▶ **TASK TO COMPLETE**: With both ends included, repeat exactly the lines of the entries below from the one containing "self.inner.write().await.script.push_back(behavior);" down to the one containing "async fn health(&self)", and no others.

▶ **MATERIAL FOR THIS TASK**:
⟨

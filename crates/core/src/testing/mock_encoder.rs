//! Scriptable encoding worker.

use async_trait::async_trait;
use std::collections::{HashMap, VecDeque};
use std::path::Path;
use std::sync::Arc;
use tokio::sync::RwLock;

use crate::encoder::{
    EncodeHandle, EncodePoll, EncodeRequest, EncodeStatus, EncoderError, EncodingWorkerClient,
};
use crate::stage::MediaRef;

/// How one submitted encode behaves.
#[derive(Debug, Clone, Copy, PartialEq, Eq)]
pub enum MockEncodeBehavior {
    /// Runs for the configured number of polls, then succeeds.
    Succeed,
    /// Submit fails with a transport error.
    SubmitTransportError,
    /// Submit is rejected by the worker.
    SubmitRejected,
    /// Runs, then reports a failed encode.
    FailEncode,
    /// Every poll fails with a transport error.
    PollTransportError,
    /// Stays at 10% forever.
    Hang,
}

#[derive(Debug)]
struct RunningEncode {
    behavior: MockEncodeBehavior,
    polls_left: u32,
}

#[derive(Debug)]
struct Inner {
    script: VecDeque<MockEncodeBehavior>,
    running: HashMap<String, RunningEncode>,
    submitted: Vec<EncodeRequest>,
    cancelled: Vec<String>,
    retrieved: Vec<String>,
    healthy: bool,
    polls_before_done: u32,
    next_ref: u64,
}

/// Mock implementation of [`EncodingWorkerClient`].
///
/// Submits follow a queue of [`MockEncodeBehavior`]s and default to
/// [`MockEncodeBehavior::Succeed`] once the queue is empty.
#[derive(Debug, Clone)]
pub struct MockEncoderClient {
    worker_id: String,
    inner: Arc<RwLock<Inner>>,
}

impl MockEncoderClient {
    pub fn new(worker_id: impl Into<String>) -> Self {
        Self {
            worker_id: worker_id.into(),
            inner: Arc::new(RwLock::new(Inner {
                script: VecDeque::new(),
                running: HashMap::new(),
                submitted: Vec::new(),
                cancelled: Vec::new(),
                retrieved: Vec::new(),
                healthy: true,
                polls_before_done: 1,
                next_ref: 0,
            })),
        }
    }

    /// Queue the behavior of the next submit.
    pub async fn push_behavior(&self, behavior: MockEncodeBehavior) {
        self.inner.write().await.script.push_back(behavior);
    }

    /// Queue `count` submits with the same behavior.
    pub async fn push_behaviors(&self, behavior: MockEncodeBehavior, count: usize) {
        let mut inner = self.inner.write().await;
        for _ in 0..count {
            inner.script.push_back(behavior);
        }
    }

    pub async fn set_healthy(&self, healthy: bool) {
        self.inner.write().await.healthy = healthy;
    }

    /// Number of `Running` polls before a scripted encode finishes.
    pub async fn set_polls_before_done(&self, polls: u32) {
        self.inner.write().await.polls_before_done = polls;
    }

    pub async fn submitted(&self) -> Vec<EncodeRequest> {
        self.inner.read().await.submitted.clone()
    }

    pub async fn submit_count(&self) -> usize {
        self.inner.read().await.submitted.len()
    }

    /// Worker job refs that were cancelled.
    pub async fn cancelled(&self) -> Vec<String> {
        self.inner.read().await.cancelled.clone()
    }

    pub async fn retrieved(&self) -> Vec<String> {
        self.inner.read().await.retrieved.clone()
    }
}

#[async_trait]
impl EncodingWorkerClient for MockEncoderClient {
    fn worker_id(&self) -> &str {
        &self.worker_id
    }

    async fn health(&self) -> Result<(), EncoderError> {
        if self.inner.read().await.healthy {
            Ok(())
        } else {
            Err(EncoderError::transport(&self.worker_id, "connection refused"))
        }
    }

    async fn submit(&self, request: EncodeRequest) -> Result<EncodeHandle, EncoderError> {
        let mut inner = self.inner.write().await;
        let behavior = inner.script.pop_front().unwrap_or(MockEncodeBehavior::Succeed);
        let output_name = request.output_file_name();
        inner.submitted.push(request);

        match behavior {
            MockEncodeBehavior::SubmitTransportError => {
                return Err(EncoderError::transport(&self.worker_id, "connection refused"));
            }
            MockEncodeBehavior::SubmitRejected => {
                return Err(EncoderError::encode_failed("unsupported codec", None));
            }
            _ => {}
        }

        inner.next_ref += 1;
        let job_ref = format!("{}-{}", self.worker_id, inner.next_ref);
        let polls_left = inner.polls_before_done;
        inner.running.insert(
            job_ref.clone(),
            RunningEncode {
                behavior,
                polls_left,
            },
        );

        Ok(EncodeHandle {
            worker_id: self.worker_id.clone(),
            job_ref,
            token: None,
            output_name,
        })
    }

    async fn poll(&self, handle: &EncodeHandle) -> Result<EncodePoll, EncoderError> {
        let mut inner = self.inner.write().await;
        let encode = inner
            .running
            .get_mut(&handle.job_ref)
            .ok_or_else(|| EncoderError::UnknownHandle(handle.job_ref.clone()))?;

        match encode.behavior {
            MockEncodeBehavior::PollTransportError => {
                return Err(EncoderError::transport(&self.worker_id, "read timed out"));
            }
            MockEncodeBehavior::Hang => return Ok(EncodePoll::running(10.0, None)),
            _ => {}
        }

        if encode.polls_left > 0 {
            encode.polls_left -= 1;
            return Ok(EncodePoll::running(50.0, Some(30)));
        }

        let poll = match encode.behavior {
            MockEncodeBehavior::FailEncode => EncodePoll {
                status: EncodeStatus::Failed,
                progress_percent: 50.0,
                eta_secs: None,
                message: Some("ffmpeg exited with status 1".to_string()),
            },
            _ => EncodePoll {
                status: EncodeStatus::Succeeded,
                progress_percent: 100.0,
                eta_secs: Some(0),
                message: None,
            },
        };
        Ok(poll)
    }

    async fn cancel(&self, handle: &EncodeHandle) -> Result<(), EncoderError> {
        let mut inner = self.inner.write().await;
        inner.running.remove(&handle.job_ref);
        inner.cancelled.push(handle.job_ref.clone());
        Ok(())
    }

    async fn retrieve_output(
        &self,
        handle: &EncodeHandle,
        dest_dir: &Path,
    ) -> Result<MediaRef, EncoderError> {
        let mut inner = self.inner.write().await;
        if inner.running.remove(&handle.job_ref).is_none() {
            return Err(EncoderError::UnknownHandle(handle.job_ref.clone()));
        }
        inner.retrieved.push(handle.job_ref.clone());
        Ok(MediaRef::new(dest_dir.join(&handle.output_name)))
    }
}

⟩
⟨

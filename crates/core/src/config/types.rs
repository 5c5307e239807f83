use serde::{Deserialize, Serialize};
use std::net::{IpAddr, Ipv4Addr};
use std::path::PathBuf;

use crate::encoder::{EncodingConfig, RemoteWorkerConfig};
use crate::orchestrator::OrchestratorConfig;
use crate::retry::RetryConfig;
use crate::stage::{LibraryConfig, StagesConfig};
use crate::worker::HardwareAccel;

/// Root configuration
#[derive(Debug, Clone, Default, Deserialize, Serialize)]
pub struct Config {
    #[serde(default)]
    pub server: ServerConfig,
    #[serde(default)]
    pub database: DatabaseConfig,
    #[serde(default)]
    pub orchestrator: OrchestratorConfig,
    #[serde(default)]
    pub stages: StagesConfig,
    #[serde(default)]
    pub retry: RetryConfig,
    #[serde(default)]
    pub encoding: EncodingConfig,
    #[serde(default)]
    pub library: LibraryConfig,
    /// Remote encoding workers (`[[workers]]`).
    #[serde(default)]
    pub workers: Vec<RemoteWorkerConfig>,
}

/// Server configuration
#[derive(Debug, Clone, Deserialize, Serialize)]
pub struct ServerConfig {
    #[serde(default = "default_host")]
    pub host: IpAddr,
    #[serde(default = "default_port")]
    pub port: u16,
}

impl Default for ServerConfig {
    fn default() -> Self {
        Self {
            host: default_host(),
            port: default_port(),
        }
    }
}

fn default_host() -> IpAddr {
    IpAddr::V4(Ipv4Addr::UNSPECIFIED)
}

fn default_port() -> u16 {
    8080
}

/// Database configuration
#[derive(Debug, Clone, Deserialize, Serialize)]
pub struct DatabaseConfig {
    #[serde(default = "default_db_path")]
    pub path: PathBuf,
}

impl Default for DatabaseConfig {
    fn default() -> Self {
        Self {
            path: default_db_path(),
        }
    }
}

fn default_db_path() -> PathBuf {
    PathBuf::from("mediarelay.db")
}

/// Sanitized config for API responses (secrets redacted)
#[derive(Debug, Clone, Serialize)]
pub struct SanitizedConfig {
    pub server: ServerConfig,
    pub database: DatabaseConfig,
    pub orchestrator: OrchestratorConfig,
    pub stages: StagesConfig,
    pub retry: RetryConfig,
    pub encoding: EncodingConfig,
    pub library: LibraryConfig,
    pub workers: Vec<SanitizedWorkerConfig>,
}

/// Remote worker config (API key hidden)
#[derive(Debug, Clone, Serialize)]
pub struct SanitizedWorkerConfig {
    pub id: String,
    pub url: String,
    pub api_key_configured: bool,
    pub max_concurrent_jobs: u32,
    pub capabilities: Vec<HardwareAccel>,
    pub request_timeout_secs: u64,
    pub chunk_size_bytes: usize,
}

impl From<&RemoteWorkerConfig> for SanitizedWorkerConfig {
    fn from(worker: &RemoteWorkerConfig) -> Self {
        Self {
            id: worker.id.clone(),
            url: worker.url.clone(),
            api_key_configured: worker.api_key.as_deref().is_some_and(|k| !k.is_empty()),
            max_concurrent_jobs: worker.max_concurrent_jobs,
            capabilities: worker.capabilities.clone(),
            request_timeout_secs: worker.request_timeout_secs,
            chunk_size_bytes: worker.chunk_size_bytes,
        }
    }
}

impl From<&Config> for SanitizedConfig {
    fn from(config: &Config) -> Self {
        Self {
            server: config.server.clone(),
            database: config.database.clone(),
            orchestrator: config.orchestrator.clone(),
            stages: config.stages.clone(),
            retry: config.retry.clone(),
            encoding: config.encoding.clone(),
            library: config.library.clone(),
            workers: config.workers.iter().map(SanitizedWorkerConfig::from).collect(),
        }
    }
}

⟩

▶ **RESPONSE BELOW**:
        self.inner.write().await.script.push_back(behavior);
    }

    /// Queue `count` submits with the same behavior.
    pub async fn push_behaviors(&self, behavior: MockEncodeBehavior, count: usize) {
        let mut inner = self.inner.write().await;
        for _ in 0..count {
            inner.script.push_back(behavior);
        }
    }

    pub async fn set_healthy(&self, healthy: bool) {
        self.inner.write().await.healthy = healthy;
    }

    /// Number of `Running` polls before a scripted encode finishes.
    pub async fn set_polls_before_done(&self, polls: u32) {
        self.inner.write().await.polls_before_done = polls;
    }

    pub async fn submitted(&self) -> Vec<EncodeRequest> {
        self.inner.read().await.submitted.clone()
    }

    pub async fn submit_count(&self) -> usize {
        self.inner.read().await.submitted.len()
    }

    /// Worker job refs that were cancelled.
    pub async fn cancelled(&self) -> Vec<String> {
        self.inner.read().await.cancelled.clone()
    }

    pub async fn retrieved(&self) -> Vec<String> {
        self.inner.read().await.retrieved.clone()
    }
}

#[async_trait]
impl EncodingWorkerClient for MockEncoderClient {
    fn worker_id(&self) -> &str {
        &self.worker_id
    }

    async fn health(&self) -> Result<(), EncoderError> {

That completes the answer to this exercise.